## Exercise data
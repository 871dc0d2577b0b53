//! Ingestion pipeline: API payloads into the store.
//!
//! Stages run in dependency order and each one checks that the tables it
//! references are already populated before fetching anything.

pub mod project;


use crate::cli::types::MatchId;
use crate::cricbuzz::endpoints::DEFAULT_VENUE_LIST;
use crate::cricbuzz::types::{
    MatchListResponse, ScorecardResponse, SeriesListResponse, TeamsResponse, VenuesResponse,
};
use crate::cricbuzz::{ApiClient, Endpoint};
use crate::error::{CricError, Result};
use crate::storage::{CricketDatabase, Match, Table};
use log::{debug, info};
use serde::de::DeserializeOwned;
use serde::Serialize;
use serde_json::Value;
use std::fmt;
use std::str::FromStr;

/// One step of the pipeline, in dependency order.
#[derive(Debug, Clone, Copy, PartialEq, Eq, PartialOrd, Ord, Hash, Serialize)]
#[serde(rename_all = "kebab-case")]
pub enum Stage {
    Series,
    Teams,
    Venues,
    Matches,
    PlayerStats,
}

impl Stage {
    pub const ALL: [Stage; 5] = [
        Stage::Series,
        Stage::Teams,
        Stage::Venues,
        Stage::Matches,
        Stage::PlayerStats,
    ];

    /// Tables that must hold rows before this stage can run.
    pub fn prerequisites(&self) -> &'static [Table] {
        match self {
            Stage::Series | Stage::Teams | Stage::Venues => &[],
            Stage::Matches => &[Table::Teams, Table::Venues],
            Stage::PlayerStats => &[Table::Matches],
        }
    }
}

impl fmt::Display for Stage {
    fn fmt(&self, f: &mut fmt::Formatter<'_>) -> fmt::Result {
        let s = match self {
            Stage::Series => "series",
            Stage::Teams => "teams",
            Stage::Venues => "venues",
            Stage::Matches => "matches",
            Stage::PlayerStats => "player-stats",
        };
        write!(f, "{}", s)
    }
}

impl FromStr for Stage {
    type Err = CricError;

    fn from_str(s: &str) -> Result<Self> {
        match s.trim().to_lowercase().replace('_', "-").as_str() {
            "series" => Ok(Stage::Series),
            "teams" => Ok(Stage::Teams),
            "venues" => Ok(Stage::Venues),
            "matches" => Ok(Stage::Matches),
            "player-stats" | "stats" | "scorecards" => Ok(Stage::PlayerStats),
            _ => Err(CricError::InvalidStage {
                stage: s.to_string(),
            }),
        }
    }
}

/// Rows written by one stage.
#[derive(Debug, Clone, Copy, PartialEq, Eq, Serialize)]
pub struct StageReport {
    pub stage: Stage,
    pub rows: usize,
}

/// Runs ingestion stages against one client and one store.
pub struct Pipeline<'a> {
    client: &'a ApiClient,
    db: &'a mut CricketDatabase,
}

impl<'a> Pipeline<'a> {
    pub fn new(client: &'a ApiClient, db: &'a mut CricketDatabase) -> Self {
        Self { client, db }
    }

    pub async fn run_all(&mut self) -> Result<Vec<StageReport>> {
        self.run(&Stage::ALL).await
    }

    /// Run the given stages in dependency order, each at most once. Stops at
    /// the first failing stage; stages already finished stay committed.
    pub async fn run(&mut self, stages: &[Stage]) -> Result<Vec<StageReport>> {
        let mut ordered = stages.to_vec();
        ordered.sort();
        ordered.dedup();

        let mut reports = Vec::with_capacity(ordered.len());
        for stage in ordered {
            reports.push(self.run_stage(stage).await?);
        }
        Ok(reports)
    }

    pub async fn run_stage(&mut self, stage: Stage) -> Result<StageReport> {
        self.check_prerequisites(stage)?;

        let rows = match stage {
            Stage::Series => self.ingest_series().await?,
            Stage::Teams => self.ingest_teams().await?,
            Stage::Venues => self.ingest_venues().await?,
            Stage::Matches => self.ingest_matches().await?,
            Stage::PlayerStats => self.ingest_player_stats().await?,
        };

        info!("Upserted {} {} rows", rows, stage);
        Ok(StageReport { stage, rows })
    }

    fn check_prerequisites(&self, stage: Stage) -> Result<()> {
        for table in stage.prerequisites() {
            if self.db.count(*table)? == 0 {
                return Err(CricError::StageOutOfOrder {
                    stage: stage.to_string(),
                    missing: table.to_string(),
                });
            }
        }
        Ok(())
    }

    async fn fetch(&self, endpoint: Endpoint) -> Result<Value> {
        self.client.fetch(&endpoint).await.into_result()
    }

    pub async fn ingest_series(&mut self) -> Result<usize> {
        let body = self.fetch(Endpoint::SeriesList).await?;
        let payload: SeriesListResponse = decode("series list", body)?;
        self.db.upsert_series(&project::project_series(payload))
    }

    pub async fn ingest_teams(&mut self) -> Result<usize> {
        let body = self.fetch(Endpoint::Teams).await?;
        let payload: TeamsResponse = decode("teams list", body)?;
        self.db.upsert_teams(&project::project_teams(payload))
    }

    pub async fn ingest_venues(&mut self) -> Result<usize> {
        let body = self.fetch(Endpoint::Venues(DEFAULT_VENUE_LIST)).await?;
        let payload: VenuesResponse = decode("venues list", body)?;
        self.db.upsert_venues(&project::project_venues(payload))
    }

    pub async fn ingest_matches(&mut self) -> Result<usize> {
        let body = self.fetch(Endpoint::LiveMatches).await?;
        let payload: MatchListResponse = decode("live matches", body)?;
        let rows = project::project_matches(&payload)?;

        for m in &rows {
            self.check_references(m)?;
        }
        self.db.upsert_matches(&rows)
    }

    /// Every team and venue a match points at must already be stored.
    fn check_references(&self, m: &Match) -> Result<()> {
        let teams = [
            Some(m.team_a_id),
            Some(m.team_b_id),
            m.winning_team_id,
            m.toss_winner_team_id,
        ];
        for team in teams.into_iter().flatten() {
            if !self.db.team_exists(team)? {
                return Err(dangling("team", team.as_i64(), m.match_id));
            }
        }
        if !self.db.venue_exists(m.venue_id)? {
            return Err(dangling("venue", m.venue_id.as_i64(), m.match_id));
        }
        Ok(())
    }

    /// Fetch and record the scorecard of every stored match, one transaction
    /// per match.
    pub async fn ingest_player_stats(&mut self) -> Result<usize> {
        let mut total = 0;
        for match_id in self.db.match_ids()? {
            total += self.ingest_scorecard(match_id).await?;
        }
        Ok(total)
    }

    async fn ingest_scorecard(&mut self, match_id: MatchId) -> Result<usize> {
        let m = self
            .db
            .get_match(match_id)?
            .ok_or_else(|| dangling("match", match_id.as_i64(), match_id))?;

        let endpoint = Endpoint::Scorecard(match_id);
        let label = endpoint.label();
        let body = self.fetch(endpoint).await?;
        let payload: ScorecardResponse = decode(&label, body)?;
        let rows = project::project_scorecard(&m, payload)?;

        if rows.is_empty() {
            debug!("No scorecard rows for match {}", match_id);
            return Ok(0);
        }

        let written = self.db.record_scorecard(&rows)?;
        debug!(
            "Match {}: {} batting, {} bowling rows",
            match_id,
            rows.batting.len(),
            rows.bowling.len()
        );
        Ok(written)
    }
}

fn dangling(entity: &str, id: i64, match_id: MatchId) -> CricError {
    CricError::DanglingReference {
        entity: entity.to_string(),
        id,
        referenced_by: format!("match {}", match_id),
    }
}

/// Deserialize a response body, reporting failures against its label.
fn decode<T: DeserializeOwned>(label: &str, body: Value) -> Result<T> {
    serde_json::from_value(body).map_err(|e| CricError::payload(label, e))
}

## What you should do
Output each line of the material above with no deviation.

## Response area
repository 871dc0d2577b0b53
//! Ingestion pipeline: API payloads into the store.
//!
//! Stages run in dependency order and each one checks that the tables it
//! references are already populated before fetching anything.

pub mod project;


use crate::cli::types::MatchId;
use crate::cricbuzz::endpoints::DEFAULT_VENUE_LIST;
use crate::cricbuzz::types::{
    MatchListResponse, ScorecardResponse, SeriesListResponse, TeamsResponse, VenuesResponse,
};
use crate::cricbuzz::{ApiClient, Endpoint};
use crate::error::{CricError, Result};
use crate::storage::{CricketDatabase, Match, Table};
use log::{debug, info};
use serde::de::DeserializeOwned;
use serde::Serialize;
use serde_json::Value;
use std::fmt;
use std::str::FromStr;

/// One step of the pipeline, in dependency order.
#[derive(Debug, Clone, Copy, PartialEq, Eq, PartialOrd, Ord, Hash, Serialize)]
#[serde(rename_all = "kebab-case")]
pub enum Stage {
    Series,
    Teams,
    Venues,
    Matches,
    PlayerStats,
}

impl Stage {
    pub const ALL: [Stage; 5] = [
        Stage::Series,
        Stage::Teams,
        Stage::Venues,
        Stage::Matches,
        Stage::PlayerStats,
    ];

    /// Tables that must hold rows before this stage can run.
    pub fn prerequisites(&self) -> &'static [Table] {
        match self {
            Stage::Series | Stage::Teams | Stage::Venues => &[],
            Stage::Matches => &[Table::Teams, Table::Venues],
            Stage::PlayerStats => &[Table::Matches],
        }
    }
}

impl fmt::Display for Stage {
    fn fmt(&self, f: &mut fmt::Formatter<'_>) -> fmt::Result {
        let s = match self {
            Stage::Series => "series",
            Stage::Teams => "teams",
            Stage::Venues => "venues",
            Stage::Matches => "matches",
            Stage::PlayerStats => "player-stats",
        };
        write!(f, "{}", s)
    }
}

impl FromStr for Stage {
    type Err = CricError;

    fn from_str(s: &str) -> Result<Self> {
        match s.trim().to_lowercase().replace('_', "-").as_str() {
            "series" => Ok(Stage::Series),
            "teams" => Ok(Stage::Teams),
            "venues" => Ok(Stage::Venues),
            "matches" => Ok(Stage::Matches),
            "player-stats" | "stats" | "scorecards" => Ok(Stage::PlayerStats),
            _ => Err(CricError::InvalidStage {
                stage: s.to_string(),
            }),
        }
    }
}

/// Rows written by one stage.
#[derive(Debug, Clone, Copy, PartialEq, Eq, Serialize)]
pub struct StageReport {
    pub stage: Stage,
    pub rows: usize,
}

/// Runs ingestion stages against one client and one store.
pub struct Pipeline<'a> {
    client: &'a ApiClient,
    db: &'a mut CricketDatabase,
}

impl<'a> Pipeline<'a> {
    pub fn new(client: &'a ApiClient, db: &'a mut CricketDatabase) -> Self {
        Self { client, db }
    }

    pub async fn run_all(&mut self) -> Result<Vec<StageReport>> {
        self.run(&Stage::ALL).await
    }

    /// Run the given stages in dependency order, each at most once. Stops at
    /// the first failing stage; stages already finished stay committed.
    pub async fn run(&mut self, stages: &[Stage]) -> Result<Vec<StageReport>> {
        let mut ordered = stages.to_vec();
        ordered.sort();
        ordered.dedup();

        let mut reports = Vec::with_capacity(ordered.len());
        for stage in ordered {
            reports.push(self.run_stage(stage).await?);
        }
        Ok(reports)
    }

    pub async fn run_stage(&mut self, stage: Stage) -> Result<StageReport> {
        self.check_prerequisites(stage)?;

        let rows = match stage {
            Stage::Series => self.ingest_series().await?,
            Stage::Teams => self.ingest_teams().await?,
            Stage::Venues => self.ingest_venues().await?,
            Stage::Matches => self.ingest_matches().await?,
            Stage::PlayerStats => self.ingest_player_stats().await?,
        };

        info!("Upserted {} {} rows", rows, stage);
        Ok(StageReport { stage, rows })
    }

    fn check_prerequisites(&self, stage: Stage) -> Result<()> {
        for table in stage.prerequisites() {
            if self.db.count(*table)? == 0 {
                return Err(CricError::StageOutOfOrder {
                    stage: stage.to_string(),
                    missing: table.to_string(),
                });
            }
        }
        Ok(())
    }

    async fn fetch(&self, endpoint: Endpoint) -> Result<Value> {
        self.client.fetch(&endpoint).await.into_result()
    }

    pub async fn ingest_series(&mut self) -> Result<usize> {
        let body = self.fetch(Endpoint::SeriesList).await?;
        let payload: SeriesListResponse = decode("series list", body)?;
        self.db.upsert_series(&project::project_series(payload))
    }

    pub async fn ingest_teams(&mut self) -> Result<usize> {
        let body = self.fetch(Endpoint::Teams).await?;
        let payload: TeamsResponse = decode("teams list", body)?;
        self.db.upsert_teams(&project::project_teams(payload))
    }

    pub async fn ingest_venues(&mut self) -> Result<usize> {
        let body = self.fetch(Endpoint::Venues(DEFAULT_VENUE_LIST)).await?;
        let payload: VenuesResponse = decode("venues list", body)?;
        self.db.upsert_venues(&project::project_venues(payload))
    }

    pub async fn ingest_matches(&mut self) -> Result<usize> {
        let body = self.fetch(Endpoint::LiveMatches).await?;
        let payload: MatchListResponse = decode("live matches", body)?;
        let rows = project::project_matches(&payload)?;

        for m in &rows {
            self.check_references(m)?;
        }
        self.db.upsert_matches(&rows)
    }

    /// Every team and venue a match points at must already be stored.
    fn check_references(&self, m: &Match) -> Result<()> {
        let teams = [
            Some(m.team_a_id),
            Some(m.team_b_id),
            m.winning_team_id,
            m.toss_winner_team_id,
        ];
        for team in teams.into_iter().flatten() {
            if !self.db.team_exists(team)? {
                return Err(dangling("team", team.as_i64(), m.match_id));
            }
        }
        if !self.db.venue_exists(m.venue_id)? {
            return Err(dangling("venue", m.venue_id.as_i64(), m.match_id));
        }
        Ok(())
    }

    /// Fetch and record the scorecard of every stored match, one transaction
    /// per match.
    pub async fn ingest_player_stats(&mut self) -> Result<usize> {
        let mut total = 0;
        for match_id in self.db.match_ids()? {
            total += self.ingest_scorecard(match_id).await?;
        }
        Ok(total)
    }

    async fn ingest_scorecard(&mut self, match_id: MatchId) -> Result<usize> {
        let m = self
            .db
            .get_match(match_id)?
            .ok_or_else(|| dangling("match", match_id.as_i64(), match_id))?;

        let endpoint = Endpoint::Scorecard(match_id);
        let label = endpoint.label();
        let body = self.fetch(endpoint).await?;
        let payload: ScorecardResponse = decode(&label, body)?;
        let rows = project::project_scorecard(&m, payload)?;

        if rows.is_empty() {
            debug!("No scorecard rows for match {}", match_id);
            return Ok(0);
        }

        let written = self.db.record_scorecard(&rows)?;
        debug!(
            "Match {}: {} batting, {} bowling rows",
            match_id,
            rows.batting.len(),
            rows.bowling.len()
        );
        Ok(written)
    }
}

fn dangling(entity: &str, id: i64, match_id: MatchId) -> CricError {
    CricError::DanglingReference {
        entity: entity.to_string(),
        id,
        referenced_by: format!("match {}", match_id),
    }
}

/// Deserialize a response body, reporting failures against its label.
fn decode<T: DeserializeOwned>(label: &str, body: Value) -> Result<T> {
    serde_json::from_value(body).map_err(|e| CricError::payload(label, e))
}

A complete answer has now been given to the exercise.